The 1995 Sydney Bulldogs season was the 61st in the club's history. Coached by Chris Anderson and captained by Terry Lamb, they competed in the Australian Rugby League's 1995 ARL season, finishing the regular season 6th (out of 20), to qualify for the finals for a 3rd consecutive year. The team went on to win all three of their finals matches to reach the Grand Final against minor premiers, the Manly-Warringah Sea Eagles which the Bulldogs won 17–4, claiming their seventh premiership.

==Ladder==

|  | Team | Pld | W | D | L | PF | PA | PD | Pts |
|---|---|---|---|---|---|---|---|---|---|
| 1 | Manly-Warringah Sea Eagles | 22 | 20 | 0 | 2 | 687 | 248 | +439 | 40 |
| 2 | Canberra Raiders | 22 | 20 | 0 | 2 | 634 | 255 | +379 | 40 |
| 3 | Brisbane Broncos | 22 | 17 | 0 | 5 | 600 | 364 | +236 | 34 |
| 4 | Cronulla-Sutherland Sharks | 22 | 16 | 0 | 6 | 516 | 287 | +229 | 32 |
| 5 | Newcastle Knights | 22 | 15 | 0 | 7 | 549 | 396 | +153 | 30 |
| 6 | Sydney Bulldogs (P) | 22 | 14 | 0 | 8 | 468 | 352 | +116 | 28 |
| 7 | St.

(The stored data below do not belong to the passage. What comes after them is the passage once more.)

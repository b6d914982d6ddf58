//! Hibiki デバッガ統合のコア機能
//!
//! このクレートは、外部デバッガをMIプロトコルで駆動するセッションを提供します。
//! トークンによる要求と応答の対応付け、非同期応答を同期的に待つためのブリッジ、
//! セッションの状態遷移と上位層へのイベント通知を統合します。

pub mod config;
pub mod correlation;
pub mod errors;
pub mod event;
pub mod session;
pub mod sync_bridge;
pub mod token;

pub use config::SessionConfig;
pub use correlation::{CorrelationTable, Response, ResponseAction, ResponseHandler};
pub use errors::DebugError;
pub use event::{EventBus, SessionEvent};
pub use session::{DebugSession, SessionState};
pub use sync_bridge::SyncBridge;
pub use token::{format_command_line, TokenIssuer, TOKEN_MODULUS};

// 他のクレートから使用するために再エクスポート
pub use hibiki_mi::{
    Adapter, Breakpoint, BreakpointId, GdbMiAdapter, SourceFile, StackFrame, StopInfo, Thread,
    ThreadId, ThreadState, Token, Variable, VariableScope,
};
pub use hibiki_target::{ChannelEvent, EventSink, Launcher, Transport};

/// デバッガの結果型
pub type Result<T> = std::result::Result<T, DebugError>;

George Dragons | 22 | 13 | 0 | 9 | 583 | 382 | +201 | 26 |
| 8 | North Sydney Bears | 22 | 11 | 2 | 9 | 542 | 331 | +211 | 24 |
| 9 | Sydney City Roosters | 22 | 12 | 0 | 10 | 466 | 406 | +60 | 24 |
| 10 | Auckland Warriors | 22 | 13 | 0 | 9 | 544 | 493 | +51 | 24 |
| 11 | Western Reds | 22 | 11 | 0 | 11 | 361 | 549 | -188 | 22 |
| 12 | Illawarra Steelers | 22 | 10 | 1 | 11 | 519 | 431 | +88 | 21 |
| 13 | Western Suburbs Magpies | 22 | 10 | 0 | 12 | 459 | 534 | -75 | 20 |
| 14 | Penrith Panthers | 22 | 9 | 0 | 13 | 481 | 484 | -3 | 18 |
| 15 | Sydney Tigers | 22 | 7 | 0 | 15 | 309 | 591 | -282 | 14 |
| 16 | South Queensland Crushers | 22 | 6 | 1 | 15 | 303 | 502 | -199 | 13 |
| 17 | Gold Coast Chargers | 22 | 4 | 1 | 17 | 350 | 628 | -278 | 9 |
| 18 | South Sydney Rabbitohs | 22 | 4 | 1 | 17 | 319 | 686 | -367 | 9 |
| 19 | Parramatta Eels | 22 | 3 | 0 | 19 | 310 | 690 | -380 | 6 |
| 20 | North Queensland Cowboys | 22 | 2 | 0 | 20 | 269 | 660 | -391 | 4 |

Source: "ARL 1995 – Season summary & ladder"

- Auckland Warriors were stripped of 2 competition points due to exceeding the replacement limit in round 3.